慶應義塾大学とFRONTEO、自然言語処理を用いた「会話型 認知症診断支援AIプログラム」を開発

株式会社FRONTEOは、慶應義塾大学医学部ヒルズ未来予防医療ウェルネス共同研究講座の岸本泰士郎特任教授らと、自然言語処理(NLP)を用いた「会話型 認知症診断支援AIプログラム」を開発したと発表した。これは、高齢者と医療者の間で行う自由会話文を基に認知症の可能性をAIが検知するものだ。

■研究の背景と概要

高齢化が進む日本では認知症の人の数が増加し続けており、2025年には730万人(高齢者の約5人に1人)に達すると推計されているという。認知症への対策は日本の重要な社会的課題の一つだ。認知症の診断は、通常、病歴の問診に加え、画像検査、記憶や計算力などを測る複数の認知機能検査によって行われる。しかし、これらの検査は専門性が高く、検査を行う医療従事者が訓練を受ける必要がある、時間がかかる、などといった問題があったとのことだ。

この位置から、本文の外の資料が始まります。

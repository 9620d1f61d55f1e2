//! Messaging capability gate for the public per-subscriber entry points.
//!
//! Staged rollout: callers for whom the compat change is enabled are held to
//! the capability contract; legacy callers stay ungated. Not a capability
//! probe.

use std::sync::Arc;

use smsgate_core::error::ErrorCode;
use smsgate_core::types::CallerIdentity;

use super::AdmissionDecision;
use crate::telephony::{
    CompatibilityToggle, PlatformFeatureRegistry, ENFORCE_MESSAGING_FEATURE,
    FEATURE_TELEPHONY_MESSAGING,
};

/// Vendor partitions frozen before this API level stay ungated.
const MIN_ENFORCED_VENDOR_API: u32 = 35;

pub struct FeatureRequirementGate {
    features: Arc<dyn PlatformFeatureRegistry>,
    compat: Arc<dyn CompatibilityToggle>,
    vendor_api_level: u32,
}

impl FeatureRequirementGate {
    pub fn new(
        features: Arc<dyn PlatformFeatureRegistry>,
        compat: Arc<dyn CompatibilityToggle>,
        vendor_api_level: u32,
    ) -> Self {
        Self {
            features,
            compat,
            vendor_api_level,
        }
    }

    /// Fail closed only when enforcement applies to this caller and the
    /// device does not report the messaging feature.
    pub fn check(&self, caller: &CallerIdentity) -> AdmissionDecision {
        if !self
            .compat
            .is_enabled_for_caller(ENFORCE_MESSAGING_FEATURE, caller)
        {
            return AdmissionDecision::Pass;
        }
        if self.vendor_api_level < MIN_ENFORCED_VENDOR_API {
            return AdmissionDecision::Pass;
        }
        if self.features.has_feature(FEATURE_TELEPHONY_MESSAGING) {
            return AdmissionDecision::Pass;
        }
        AdmissionDecision::Reject {
            code: ErrorCode::Unsupported,
            msg: "device lacks telephony messaging feature",
        }
    }
}
//! Latin-1 codec vector tests.

#![allow(clippy::unwrap_used)]
#![allow(clippy::expect_used)]
#![allow(clippy::panic)]

use smsgate_core::latin1;

#[test]
fn encode_ascii() {
    assert_eq!(latin1::encode("content://mms"), b"content://mms".to_vec());
}

#[test]
fn encode_high_bytes() {
    // U+00E9 LATIN SMALL LETTER E WITH ACUTE is 0xE9 in Latin-1.
    assert_eq!(latin1::encode("caf\u{e9}"), vec![b'c', b'a', b'f', 0xE9]);
}

#[test]
fn encode_replaces_unmappable() {
    // U+20AC EURO SIGN has no Latin-1 mapping.
    assert_eq!(latin1::encode("a\u{20ac}b"), vec![b'a', b'?', b'b']);
}

#[test]
fn decode_every_byte_value() {
    let bytes: Vec<u8> = (0u8..=255).collect();
    let text = latin1::decode(&bytes);
    assert_eq!(text.chars().count(), 256);
    assert_eq!(latin1::encode(&text), bytes);
}

#[test]
fn round_trip_key_text() {
    let key = [b"content://mms".as_slice(), b"123".as_slice()].concat();
    let text = latin1::decode(&key);
    assert_eq!(latin1::encode(&text), key);
}
use serde::Deserialize;
use smsgate_core::error::{Result, SmsGateError};

#[derive(Debug, Deserialize)]
#[serde(deny_unknown_fields)]
pub struct GatewayConfig {
    pub version: u32,

    #[serde(default)]
    pub gateway: GatewaySection,

    #[serde(default)]
    pub compat: Vec<CompatChangeConfig>,
}

impl GatewayConfig {
    pub fn validate(&self) -> Result<()> {
        if self.version != 1 {
            return Err(SmsGateError::UnsupportedVersion);
        }

        self.gateway.validate()?;

        let mut seen = std::collections::HashSet::new();
        for c in &self.compat {
            if !seen.insert(c.id) {
                return Err(SmsGateError::BadRequest(format!(
                    "duplicate compat change id: {}",
                    c.id
                )));
            }
        }

        Ok(())
    }
}

#[derive(Debug, Deserialize)]
#[serde(deny_unknown_fields)]
pub struct GatewaySection {
    /// API level the vendor partition was frozen at; drives the capability
    /// enforcement floor.
    #[serde(default = "default_vendor_api_level")]
    pub vendor_api_level: u32,
}

impl Default for GatewaySection {
    fn default() -> Self {
        Self {
            vendor_api_level: default_vendor_api_level(),
        }
    }
}

impl GatewaySection {
    pub fn validate(&self) -> Result<()> {
        if !(29..=45).contains(&self.vendor_api_level) {
            return Err(SmsGateError::BadRequest(
                "gateway.vendor_api_level must be between 29 and 45".into(),
            ));
        }
        Ok(())
    }
}

fn default_vendor_api_level() -> u32 {
    34
}

/// One staged-rollout compatibility change.
#[derive(Debug, Deserialize)]
#[serde(deny_unknown_fields)]
pub struct CompatChangeConfig {
    pub id: u64,

    /// Whether the change applies to callers with no explicit override.
    #[serde(default = "default_change_on")]
    pub default_on: bool,

    /// Packages the change is force-disabled for.
    #[serde(default)]
    pub disabled_packages: Vec<String>,
}

fn default_change_on() -> bool {
    true
}
//! Shared gateway state for smsGate.
//!
//! Wires config, the compiled compat toggle, the platform collaborators, the
//! WAP size cache, and the admission pipeline. Startup errors are explicit
//! (Result instead of panic).

use std::sync::Arc;

use smsgate_core::error::{Result, SmsGateError};
use smsgate_core::types::{SendRequest, SubscriptionId};

use crate::admission::SendAdmissionPipeline;
use crate::cache::WapPushSizeCache;
use crate::config::GatewayConfig;
use crate::obs::AdmissionMetrics;
use crate::telephony::compat::StaticCompatToggle;
use crate::telephony::{
    Collaborators, CompatibilityToggle, ENFORCE_MESSAGING_FEATURE, FEATURE_TELEPHONY_MESSAGING,
};

const FAIL_FAST_ON_MISSING_FEATURE: bool = false; // if changed to true, boot fails.

#[derive(Clone)]
pub struct GatewayState {
    inner: Arc<GatewayStateInner>,
}

struct GatewayStateInner {
    cfg: GatewayConfig,
    pipeline: SendAdmissionPipeline,
    wap_sizes: WapPushSizeCache,
    metrics: Arc<AdmissionMetrics>,
}

impl GatewayState {
    /// Build gateway state from validated config and platform collaborators.
    pub fn new(cfg: GatewayConfig, collab: Collaborators) -> Result<Self> {
        // 1) Compile the compat toggle from config.
        let compat: Arc<dyn CompatibilityToggle> =
            Arc::new(StaticCompatToggle::from_config(&cfg.compat));

        // enforcement <-> device capability sanity check
        let enforcement_on = cfg
            .compat
            .iter()
            .any(|c| c.id == ENFORCE_MESSAGING_FEATURE && c.default_on);
        if enforcement_on && !collab.features.has_feature(FEATURE_TELEPHONY_MESSAGING) {
            tracing::warn!(
                feature = FEATURE_TELEPHONY_MESSAGING,
                "messaging-feature enforcement is on but the device does not report the feature; gated callers will be refused"
            );
            if FAIL_FAST_ON_MISSING_FEATURE {
                return Err(SmsGateError::BadRequest(
                    "messaging-feature enforcement enabled on a device without the feature".into(),
                ));
            }
        }

        // 2) Create core components.
        let metrics = Arc::new(AdmissionMetrics::default());
        let wap_sizes = WapPushSizeCache::new();
        let pipeline = SendAdmissionPipeline::new(
            cfg.gateway.vendor_api_level,
            collab,
            compat,
            Arc::clone(&metrics),
        );

        Ok(Self {
            inner: Arc::new(GatewayStateInner {
                cfg,
                pipeline,
                wap_sizes,
                metrics,
            }),
        })
    }

    pub fn cfg(&self) -> &GatewayConfig {
        &self.inner.cfg
    }

    pub fn pipeline(&self) -> &SendAdmissionPipeline {
        &self.inner.pipeline
    }

    /// Handle the push receiver writes learned message sizes through.
    pub fn wap_sizes(&self) -> &WapPushSizeCache {
        &self.inner.wap_sizes
    }

    pub fn metrics(&self) -> &AdmissionMetrics {
        &self.inner.metrics
    }

    // Public API surface, one method per exposed operation.

    pub async fn send_text_for_subscriber(&self, request: SendRequest) -> Result<()> {
        self.inner.pipeline.send_text(request).await
    }

    pub async fn send_data_for_subscriber(&self, request: SendRequest) -> Result<()> {
        self.inner.pipeline.send_data(request).await
    }

    pub async fn send_visual_voicemail_for_subscriber(&self, request: SendRequest) -> Result<()> {
        self.inner.pipeline.send_visual_voicemail(request).await
    }

    pub fn is_number_blocked_by_fdn(
        &self,
        sub_id: SubscriptionId,
        dest_addr: &str,
        calling_package: &str,
    ) -> bool {
        self.inner
            .pipeline
            .is_number_blocked_by_fdn(sub_id, dest_addr, calling_package)
    }

    /// Size previously learned for a WAP push, looked up by its text key.
    pub fn wap_message_size(&self, key_text: &str) -> Result<i64> {
        self.inner.wap_sizes.size_for_key_text(key_text)
    }
}
//! Top-level facade crate for smsGate.
//!
//! Re-exports core contracts and the gateway library so embedders can depend on a single crate.

pub mod core {
    pub use smsgate_core::*;
}

pub mod gateway {
    pub use smsgate_gateway::*;
}
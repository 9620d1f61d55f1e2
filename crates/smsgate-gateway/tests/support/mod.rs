//! Substitutable test doubles for the platform collaborator seams.
//!
//! One `TestPlatform` implements every seam; tests flip its state between
//! calls to model the platform changing underneath the gateway.

#![allow(dead_code)]
#![allow(clippy::unwrap_used)]
#![allow(clippy::expect_used)]
#![allow(clippy::panic)]

use std::sync::atomic::{AtomicBool, Ordering};
use std::sync::{Arc, Mutex};

use async_trait::async_trait;

use smsgate_core::error::Result;
use smsgate_core::types::{
    CallerIdentity, FdnRecord, MessagePayload, ReceiptHandle, SendRequest, SubscriptionId,
    UserId,
};
use smsgate_gateway::config::{self, GatewayConfig};
use smsgate_gateway::state::GatewayState;
use smsgate_gateway::telephony::{
    AdnRecordSource, Collaborators, EmergencyNumberClassifier, PermissionChecker,
    PlatformFeatureRegistry, RadioLineState, SimProfile, SubscriptionUserRegistry,
    TransmissionService, ENFORCE_MESSAGING_FEATURE, FEATURE_TELEPHONY_MESSAGING,
};

pub const SMSC: &str = "+1206313004";
pub const CALLING_PACKAGE: &str = "com.example.messaging";
pub const CALLING_USER: UserId = 0;

#[derive(Default)]
pub struct TestPlatform {
    pub associated: AtomicBool,
    pub cross_user_permission: AtomicBool,
    pub has_messaging_feature: AtomicBool,
    pub fdn_available: AtomicBool,
    pub fdn_enabled: AtomicBool,
    pub fdn_records: Mutex<Option<Vec<FdnRecord>>>,
    pub smsc: Mutex<Option<String>>,
    pub emergency_numbers: Mutex<Vec<String>>,
    pub in_ecm: AtomicBool,
    pub sent: Mutex<Vec<SendRequest>>,
}

impl TestPlatform {
    /// Platform in its happy-path default state: single user, associated
    /// subscription, messaging feature present, FDN off, no ECM.
    pub fn new() -> Arc<Self> {
        let p = Arc::new(Self::default());
        p.associated.store(true, Ordering::SeqCst);
        p.has_messaging_feature.store(true, Ordering::SeqCst);
        p
    }

    pub fn collaborators(self: &Arc<Self>) -> Collaborators {
        Collaborators {
            adn: self.clone(),
            sim: self.clone(),
            emergency: self.clone(),
            subscriptions: self.clone(),
            permissions: self.clone(),
            features: self.clone(),
            radio: self.clone(),
            transmission: self.clone(),
        }
    }

    /// Turn the line FDN-restricted with the given SIM message center.
    pub fn enable_fdn(&self, smsc: &str) {
        self.fdn_available.store(true, Ordering::SeqCst);
        self.fdn_enabled.store(true, Ordering::SeqCst);
        *self.smsc.lock().unwrap() = Some(smsc.to_owned());
    }

    pub fn set_fdn_records(&self, records: Vec<FdnRecord>) {
        *self.fdn_records.lock().unwrap() = Some(records);
    }

    pub fn mark_emergency(&self, number: &str) {
        self.emergency_numbers.lock().unwrap().push(number.to_owned());
    }

    pub fn sent(&self) -> Vec<SendRequest> {
        self.sent.lock().unwrap().clone()
    }

    pub fn sent_count(&self) -> usize {
        self.sent.lock().unwrap().len()
    }
}

impl AdnRecordSource for TestPlatform {
    fn fdn_records_if_loaded(&self, _sub_id: SubscriptionId) -> Option<Vec<FdnRecord>> {
        self.fdn_records.lock().unwrap().clone()
    }
}

impl SimProfile for TestPlatform {
    fn is_fdn_available(&self, _sub_id: SubscriptionId) -> bool {
        self.fdn_available.load(Ordering::SeqCst)
    }

    fn is_fdn_enabled(&self, _sub_id: SubscriptionId) -> bool {
        self.fdn_enabled.load(Ordering::SeqCst)
    }

    fn smsc_address(&self, _sub_id: SubscriptionId) -> Option<String> {
        self.smsc.lock().unwrap().clone()
    }
}

impl EmergencyNumberClassifier for TestPlatform {
    fn is_emergency_number(&self, number: &str) -> bool {
        self.emergency_numbers.lock().unwrap().iter().any(|n| n == number)
    }
}

impl SubscriptionUserRegistry for TestPlatform {
    fn is_associated(&self, _sub_id: SubscriptionId, _user_id: UserId) -> bool {
        self.associated.load(Ordering::SeqCst)
    }
}

impl PermissionChecker for TestPlatform {
    fn has_cross_user_permission(&self, _caller: &CallerIdentity) -> bool {
        self.cross_user_permission.load(Ordering::SeqCst)
    }
}

impl PlatformFeatureRegistry for TestPlatform {
    fn has_feature(&self, feature: &str) -> bool {
        feature == FEATURE_TELEPHONY_MESSAGING && self.has_messaging_feature.load(Ordering::SeqCst)
    }
}

impl RadioLineState for TestPlatform {
    fn is_in_ecm(&self, _sub_id: SubscriptionId) -> bool {
        self.in_ecm.load(Ordering::SeqCst)
    }
}

#[async_trait]
impl TransmissionService for TestPlatform {
    async fn send(&self, request: SendRequest) -> Result<()> {
        self.sent.lock().unwrap().push(request);
        Ok(())
    }
}

pub fn base_config() -> GatewayConfig {
    config::load_from_str("version: 1\n").unwrap()
}

/// Config with messaging-feature enforcement rolled out to everyone and a
/// vendor partition new enough for the enforcement floor.
pub fn enforcing_config() -> GatewayConfig {
    let yaml = format!(
        "version: 1\ngateway:\n  vendor_api_level: 35\ncompat:\n  - id: {ENFORCE_MESSAGING_FEATURE}\n"
    );
    config::load_from_str(&yaml).unwrap()
}

pub fn state_with(cfg: GatewayConfig, platform: &Arc<TestPlatform>) -> GatewayState {
    GatewayState::new(cfg, platform.collaborators()).unwrap()
}

pub fn send_req(sub_id: SubscriptionId, dest: &str) -> SendRequest {
    SendRequest {
        sub_id,
        caller: CallerIdentity::new(CALLING_PACKAGE, CALLING_USER),
        dest_addr: dest.to_owned(),
        smsc_addr: None,
        payload: MessagePayload::Text("text".to_owned()),
        sent_receipt: Some(ReceiptHandle(1)),
        delivery_receipt: None,
        persist_message: true,
        message_id: 0,
    }
}

pub fn init_tracing() {
    use tracing_subscriber::{fmt, EnvFilter};
    let _ = fmt().with_env_filter(EnvFilter::from_default_env()).try_init();
}
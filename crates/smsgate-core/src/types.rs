//! Request and identity contracts for the admission path.
//!
//! Everything here is a plain value type: built once at the public API
//! boundary, evaluated by the gateway, and never persisted.

use bytes::Bytes;

/// Subscription identifier as issued by the platform subscription registry.
pub type SubscriptionId = i32;
/// Platform user (profile) identifier.
pub type UserId = i32;

/// Identity of the caller a send is evaluated on behalf of.
#[derive(Debug, Clone, PartialEq, Eq)]
pub struct CallerIdentity {
    /// Package name of the calling app.
    pub package: String,
    /// User the call originates from.
    pub user_id: UserId,
}

impl CallerIdentity {
    pub fn new(package: impl Into<String>, user_id: UserId) -> Self {
        Self {
            package: package.into(),
            user_id,
        }
    }
}

/// Opaque token for a caller-supplied result callback.
///
/// The admission path hands these through untouched; only the transmission
/// layer ever fires them. A denied request fires nothing.
#[derive(Debug, Clone, Copy, PartialEq, Eq)]
pub struct ReceiptHandle(pub u64);

/// Message body. Text is the common path; data sends pass through the same
/// admission chain.
#[derive(Debug, Clone, PartialEq, Eq)]
pub enum MessagePayload {
    Text(String),
    Data(Bytes),
}

/// One outbound send request.
#[derive(Debug, Clone)]
pub struct SendRequest {
    pub sub_id: SubscriptionId,
    pub caller: CallerIdentity,
    /// Destination number, as supplied by the caller (no normalization).
    pub dest_addr: String,
    /// Service-center override; `None` means "use the SIM's message center".
    pub smsc_addr: Option<String>,
    pub payload: MessagePayload,
    pub sent_receipt: Option<ReceiptHandle>,
    pub delivery_receipt: Option<ReceiptHandle>,
    /// Persist into the message store even for non-default messaging apps.
    pub persist_message: bool,
    /// Caller-chosen correlation id carried into transmission logs.
    pub message_id: i64,
}

/// Snapshot of one Fixed Dialing Number entry read from the SIM.
#[derive(Debug, Clone, PartialEq, Eq)]
pub struct FdnRecord {
    /// Display tag from the SIM record, when the entry carries one.
    pub tag: Option<String>,
    pub number: String,
}

impl FdnRecord {
    pub fn new(tag: Option<&str>, number: &str) -> Self {
        Self {
            tag: tag.map(str::to_owned),
            number: number.to_owned(),
        }
    }
}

認知症は記憶力や注意力など、さまざまな機能に影響を与えるが、言語機能にも影響が出ることが知られている。そこで同社らは自由会話を録音し、自然言語処理(NLP)の技術を使って認知症の可能性を判定する研究を行った。135人の協力者から合計432回分の会話を書き起こし、形態素と品詞への分解、ベクトル変換、機械学習を行った。その結果、認知症への罹患を精度0.90、感度0.88、特異度0.92で判定することに成功。この精度は3〜5分程度の発話から得られる語彙数で実現が可能だったとのことだ。

■研究の成果と意義・今後の展開

本研究成果は高齢者と医療者の間で行う自由会話文を基に認知症を検知するもので、記憶や計算等の検査を行わなくても、認知症の識別が可能だ。検査を繰り返し行うことで被験者が検査内容を覚えてしまい検査の精度が低下する「学習効果」を避けることが可能な技術として、スクリーニング検査などへの実用化が期待されるという。本研究の成果に基づき、同社は2021年4月~2022年3月、慶應義塾大学医学部精神・神経科学教室の三村將教授を治験調整医師として、「会話型 認知症診断支援AIプログラム」のAI医療機器としての実用化に向けた臨床試験を行った。現在、同臨床試験の結果を踏まえ、薬事承認へのプロセスを進めている。